> [EXERCISE DETAILS]
Each record must be retyped word for word.

(Beginning of INFORMATION)

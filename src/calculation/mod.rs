//! Calculation logic for the HR payroll engine.
//!
//! This module contains the attendance evaluator (absence, half-day and
//! lateness deductions), the net salary calculator, and currency rounding
//! and conversion.

mod attendance;
mod currency;
mod lateness;
mod net_salary;

pub use attendance::evaluate_attendance;
pub use currency::{convert_to_base, round_currency};
pub use lateness::{late_minutes, lateness};
pub use net_salary::{PayrollAdjustments, build_payroll, calculate_net_salary};
//! In-memory record store.

use std::collections::{BTreeMap, HashSet};

use serde::{Deserialize, Serialize};
use tracing::debug;

use crate::config::RegenerationPolicy;
use crate::error::{PayrollError, PayrollResult};
use crate::models::{
    Attendance, AttendanceFilter, AttendanceId, DeletionSummary, Employee, EmployeeId,
    NewAttendance, NewEmployee, NewPayroll, Payroll, PayrollFilter, PayrollId, PayrollStatus,
};

use super::RecordStore;

/// Tables held in process memory.
///
/// The struct is serializable so [`super::JsonFileStore`] can persist it
/// as a whole.
#[derive(Debug, Clone, Default, PartialEq, Serialize, Deserialize)]
pub struct MemoryStore {
    last_employee_id: EmployeeId,
    last_attendance_id: AttendanceId,
    last_payroll_id: PayrollId,
    employees: BTreeMap<EmployeeId, Employee>,
    attendance: BTreeMap<AttendanceId, Attendance>,
    payroll: BTreeMap<PayrollId, Payroll>,
}
//! Result models produced by the attendance evaluator and the payroll
//! preview.

use chrono::NaiveDate;
use rust_decimal::Decimal;
use serde::{Deserialize, Serialize};

use super::{EmployeeId, Period};

/// A day on which the employee arrived past the lateness threshold.
#[derive(Debug, Clone, PartialEq, Eq, Serialize, Deserialize)]
pub struct LateRecord {
    /// The day of the late arrival.
    pub date: NaiveDate,
    /// Minutes after the expected start time.
    pub late_minutes: u32,
}

/// Attendance-derived deductions for one employee and one period.
///
/// # Example
///
/// ```
/// use hr_payroll::models::AttendanceEvaluation;
/// use rust_decimal::Decimal;
///
/// let evaluation = AttendanceEvaluation::empty(Decimal::new(166667, 2));
/// assert_eq!(evaluation.attendance_deduction, Decimal::ZERO);
/// assert!(evaluation.late_records.is_empty());
/// ```
#[derive(Debug, Clone, PartialEq, Eq, Serialize, Deserialize)]
pub struct AttendanceEvaluation {
    /// Basic salary divided by the days in the month.
    pub daily_rate: Decimal,
    /// Deduction for absences and half-days.
    pub attendance_deduction: Decimal,
    /// Deduction for late minutes.
    pub late_deduction: Decimal,
    /// Number of absences in the period.
    pub absent_days: u32,
    /// Number of half-days in the period.
    pub half_days: u32,
    /// Every late arrival in the period, in date order.
    pub late_records: Vec<LateRecord>,
}

impl AttendanceEvaluation {
    /// An evaluation with no deductions.
    pub fn empty(daily_rate: Decimal) -> Self {
        Self {
            daily_rate,
            attendance_deduction: Decimal::ZERO,
            late_deduction: Decimal::ZERO,
            absent_days: 0,
            half_days: 0,
            late_records: Vec::new(),
        }
    }

    /// Total late minutes across the period.
    pub fn total_late_minutes(&self) -> u32 {
        self.late_records
            .iter()
            .fold(0u32, |total, r| total.saturating_add(r.late_minutes))
    }
}

/// The figures a payroll would be generated from, without persisting it.
#[derive(Debug, Clone, PartialEq, Eq, Serialize, Deserialize)]
pub struct PayrollPreview {
    /// The employee previewed.
    pub employee_id: EmployeeId,
    /// Year of the period.
    pub year: i32,
    /// Month of the period.
    pub month: u32,
    /// The employee's current salary.
    pub basic_salary: Decimal,
    /// Deduction for absences and half-days.
    pub attendance_deduction: Decimal,
    /// Deduction for late minutes.
    pub late_deduction: Decimal,
    /// Number of absences in the period.
    pub absent_days: u32,
    /// Number of half-days in the period.
    pub half_days: u32,
    /// Every late arrival in the period.
    pub late_records: Vec<LateRecord>,
}

impl PayrollPreview {
    /// Combines the salary snapshot with an evaluation.
    pub fn new(
        employee_id: EmployeeId,
        period: Period,
        basic_salary: Decimal,
        evaluation: AttendanceEvaluation,
    ) -> Self {
        Self {
            employee_id,
            year: period.year(),
            month: period.month(),
            basic_salary,
            attendance_deduction: evaluation.attendance_deduction,
            late_deduction: evaluation.late_deduction,
            absent_days: evaluation.absent_days,
            half_days: evaluation.half_days,
            late_records: evaluation.late_records,
        }
    }
}

/// What a cascading employee deletion removed.
#[derive(Debug, Clone, Copy, Default, PartialEq, Eq, Serialize, Deserialize)]
pub struct DeletionSummary {
    /// The deleted employee.
    pub employee_id: EmployeeId,
    /// Attendance records removed with the employee.
    pub attendance_removed: usize,
    /// Payroll records removed with the employee.
    pub payroll_removed: usize,
}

(End of INFORMATION)

> [COMPLETED EXERCISE]
filename src/calculation/mod.rs
//! Calculation logic for the HR payroll engine.
//!
//! This module contains the attendance evaluator (absence, half-day and
//! lateness deductions), the net salary calculator, and currency rounding
//! and conversion.

mod attendance;
mod currency;
mod lateness;
mod net_salary;

pub use attendance::evaluate_attendance;
pub use currency::{convert_to_base, round_currency};
pub use lateness::{late_minutes, lateness};
pub use net_salary::{PayrollAdjustments, build_payroll, calculate_net_salary};
//! In-memory record store.

use std::collections::{BTreeMap, HashSet};

use serde::{Deserialize, Serialize};
use tracing::debug;

use crate::config::RegenerationPolicy;
use crate::error::{PayrollError, PayrollResult};
use crate::models::{
    Attendance, AttendanceFilter, AttendanceId, DeletionSummary, Employee, EmployeeId,
    NewAttendance, NewEmployee, NewPayroll, Payroll, PayrollFilter, PayrollId, PayrollStatus,
};

use super::RecordStore;

/// Tables held in process memory.
///
/// The struct is serializable so [`super::JsonFileStore`] can persist it
/// as a whole.
#[derive(Debug, Clone, Default, PartialEq, Serialize, Deserialize)]
pub struct MemoryStore {
    last_employee_id: EmployeeId,
    last_attendance_id: AttendanceId,
    last_payroll_id: PayrollId,
    employees: BTreeMap<EmployeeId, Employee>,
    attendance: BTreeMap<AttendanceId, Attendance>,
    payroll: BTreeMap<PayrollId, Payroll>,
}
//! Result models produced by the attendance evaluator and the payroll
//! preview.

use chrono::NaiveDate;
use rust_decimal::Decimal;
use serde::{Deserialize, Serialize};

use super::{EmployeeId, Period};

/// A day on which the employee arrived past the lateness threshold.
#[derive(Debug, Clone, PartialEq, Eq, Serialize, Deserialize)]
pub struct LateRecord {
    /// The day of the late arrival.
    pub date: NaiveDate,
    /// Minutes after the expected start time.
    pub late_minutes: u32,
}

/// Attendance-derived deductions for one employee and one period.
///
/// # Example
///
/// ```
/// use hr_payroll::models::AttendanceEvaluation;
/// use rust_decimal::Decimal;
///
/// let evaluation = AttendanceEvaluation::empty(Decimal::new(166667, 2));
/// assert_eq!(evaluation.attendance_deduction, Decimal::ZERO);
/// assert!(evaluation.late_records.is_empty());
/// ```
#[derive(Debug, Clone, PartialEq, Eq, Serialize, Deserialize)]
pub struct AttendanceEvaluation {
    /// Basic salary divided by the days in the month.
    pub daily_rate: Decimal,
    /// Deduction for absences and half-days.
    pub attendance_deduction: Decimal,
    /// Deduction for late minutes.
    pub late_deduction: Decimal,
    /// Number of absences in the period.
    pub absent_days: u32,
    /// Number of half-days in the period.
    pub half_days: u32,
    /// Every late arrival in the period, in date order.
    pub late_records: Vec<LateRecord>,
}

impl AttendanceEvaluation {
    /// An evaluation with no deductions.
    pub fn empty(daily_rate: Decimal) -> Self {
        Self {
            daily_rate,
            attendance_deduction: Decimal::ZERO,
            late_deduction: Decimal::ZERO,
            absent_days: 0,
            half_days: 0,
            late_records: Vec::new(),
        }
    }

    /// Total late minutes across the period.
    pub fn total_late_minutes(&self) -> u32 {
        self.late_records
            .iter()
            .fold(0u32, |total, r| total.saturating_add(r.late_minutes))
    }
}

/// The figures a payroll would be generated from, without persisting it.
#[derive(Debug, Clone, PartialEq, Eq, Serialize, Deserialize)]
pub struct PayrollPreview {
    /// The employee previewed.
    pub employee_id: EmployeeId,
    /// Year of the period.
    pub year: i32,
    /// Month of the period.
    pub month: u32,
    /// The employee's current salary.
    pub basic_salary: Decimal,
    /// Deduction for absences and half-days.
    pub attendance_deduction: Decimal,
    /// Deduction for late minutes.
    pub late_deduction: Decimal,
    /// Number of absences in the period.
    pub absent_days: u32,
    /// Number of half-days in the period.
    pub half_days: u32,
    /// Every late arrival in the period.
    pub late_records: Vec<LateRecord>,
}

impl PayrollPreview {
    /// Combines the salary snapshot with an evaluation.
    pub fn new(
        employee_id: EmployeeId,
        period: Period,
        basic_salary: Decimal,
        evaluation: AttendanceEvaluation,
    ) -> Self {
        Self {
            employee_id,
            year: period.year(),
            month: period.month(),
            basic_salary,
            attendance_deduction: evaluation.attendance_deduction,
            late_deduction: evaluation.late_deduction,
            absent_days: evaluation.absent_days,
            half_days: evaluation.half_days,
            late_records: evaluation.late_records,
        }
    }
}

/// What a cascading employee deletion removed.
#[derive(Debug, Clone, Copy, Default, PartialEq, Eq, Serialize, Deserialize)]
pub struct DeletionSummary {
    /// The deleted employee.
    pub employee_id: EmployeeId,
    /// Attendance records removed with the employee.
    pub attendance_removed: usize,
    /// Payroll records removed with the employee.
    pub payroll_removed: usize,
}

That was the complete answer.